Reflecting and meditating 

(Youcat comment) The Church grappled for a long time with the problem of how to express the relation between the divinity and humanity in Jesus Christ. Divinity and humanity are not in competition with each other, which would make Jesus only partially God and only partially man. Nor is it true that the divine and human in Jesus are confused. God took on a human body in Jesus; this was no mere appearance (Docetism), but he really became man. Nor are there two different persons in Christ, one human and one divine (Nestorianism). Nor is it true, finally, that in Jesus Christ the human nature was completely absorbed into the divine nature (Monophysitism). Contrary to all these heresies, the Church has adhered to the belief that Jesus Christ is at the same time true God and true man in one Person.
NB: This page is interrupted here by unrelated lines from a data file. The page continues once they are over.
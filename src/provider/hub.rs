//! Address provisioning by the external signer.
//!
//! Keys never leave the signer. It hands out derived addresses in strict derivation order, and the
//! caller checks continuity against the addresses it already knows.

use super::ProviderError;
use crate::wallet::ChainRole;

use std::collections::HashMap;
use tokio::sync::Mutex;

#[async_trait::async_trait]
pub trait AddressProvider: Send + Sync {
	/// Derive `count` further addresses for `role`.
	///
	/// The returned list starts with the last address previously handed out for that role (or
	/// with index 0 when none was), followed by the new ones.
	async fn add_addresses(
		&self,
		account_id: &str,
		role: ChainRole,
		count: usize,
	) -> Result<Vec<String>, ProviderError>;
}

/// Serves addresses exported ahead of time by the signer.
pub struct PreloadedAddressProvider {
	addresses: HashMap<ChainRole, Vec<String>>,
	/// Index of the last address already handed out per role.
	cursors: Mutex<HashMap<ChainRole, usize>>,
}

impl PreloadedAddressProvider {
	/// `known_*` is the number of leading addresses the caller already tracks.
	pub fn new(
		external: Vec<String>,
		internal: Vec<String>,
		known_external: usize,
		known_internal: usize,
	) -> Self {
		let mut cursors = HashMap::new();
		if known_external > 0 {
			cursors.insert(ChainRole::External, known_external - 1);
		}
		if known_internal > 0 {
			cursors.insert(ChainRole::Internal, known_internal - 1);
		}

		Self {
			addresses: HashMap::from([
				(ChainRole::External, external),
				(ChainRole::Internal, internal),
			]),
			cursors: Mutex::new(cursors),
		}
	}
}

#[async_trait::async_trait]
impl AddressProvider for PreloadedAddressProvider {
	async fn add_addresses(
		&self,
		_account_id: &str,
		role: ChainRole,
		count: usize,
	) -> Result<Vec<String>, ProviderError> {
		let all = self.addresses.get(&role).map(Vec::as_slice).unwrap_or(&[]);
		let mut cursors = self.cursors.lock().await;

		let (start, skip_anchor) = match cursors.get(&role) {
			Some(last) => (*last, 1),
			None => (0, 0),
		};
		let end = (start + skip_anchor + count).min(all.len());
		if end <= start + skip_anchor {
			return Err(ProviderError::Unavailable(format!(
				"no preloaded {} addresses left after index {}",
				role, start
			)));
		}

		cursors.insert(role, end - 1);
		Ok(all[start..end].to_vec())
	}
}

#[cfg(test)]
mod tests {
	use super::*;

	fn addresses(prefix: &str, n: usize) -> Vec<String> {
		(0..n).map(|i| format!("{prefix}{i}")).collect()
	}

	#[tokio::test]
	async fn returns_anchor_followed_by_new_addresses() {
		let provider = PreloadedAddressProvider::new(addresses("e", 10), addresses("i", 10), 3, 0);

		let batch = provider
			.add_addresses("acc", ChainRole::External, 2)
			.await
			.unwrap();
		assert_eq!(batch, vec!["e2", "e3", "e4"]);

		let batch = provider
			.add_addresses("acc", ChainRole::External, 1)
			.await
			.unwrap();
		assert_eq!(batch, vec!["e4", "e5"]);
	}

	#[tokio::test]
	async fn first_request_without_known_addresses_starts_at_zero() {
		let provider = PreloadedAddressProvider::new(vec![], addresses("i", 4), 0, 0);
		let batch = provider
			.add_addresses("acc", ChainRole::Internal, 2)
			.await
			.unwrap();
		assert_eq!(batch, vec!["i0", "i1"]);
	}

	#[tokio::test]
	async fn exhausted_list_is_an_error() {
		let provider = PreloadedAddressProvider::new(addresses("e", 2), vec![], 2, 0);
		assert!(
			provider
				.add_addresses("acc", ChainRole::External, 5)
				.await
				.is_err()
		);
	}
}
The famous formula, “without division or confusion” (Council of Chalcedon) does not attempt to explain something that is too sublime for human understanding, but rather draws the boundaries, so to speak, of the faith. It indicates the “line” along which the mystery of the person of Jesus Christ can be investigated.

(CCC Comment)

(CCC 479) At the time appointed by God, the only Son of the Father, the eternal Word, that is, the Word and substantial Image of the Father, became incarnate; without losing his divine nature he has assumed human nature.     

(This question: What does it mean to say that Jesus Christ is at the same time true God and true man? is continued)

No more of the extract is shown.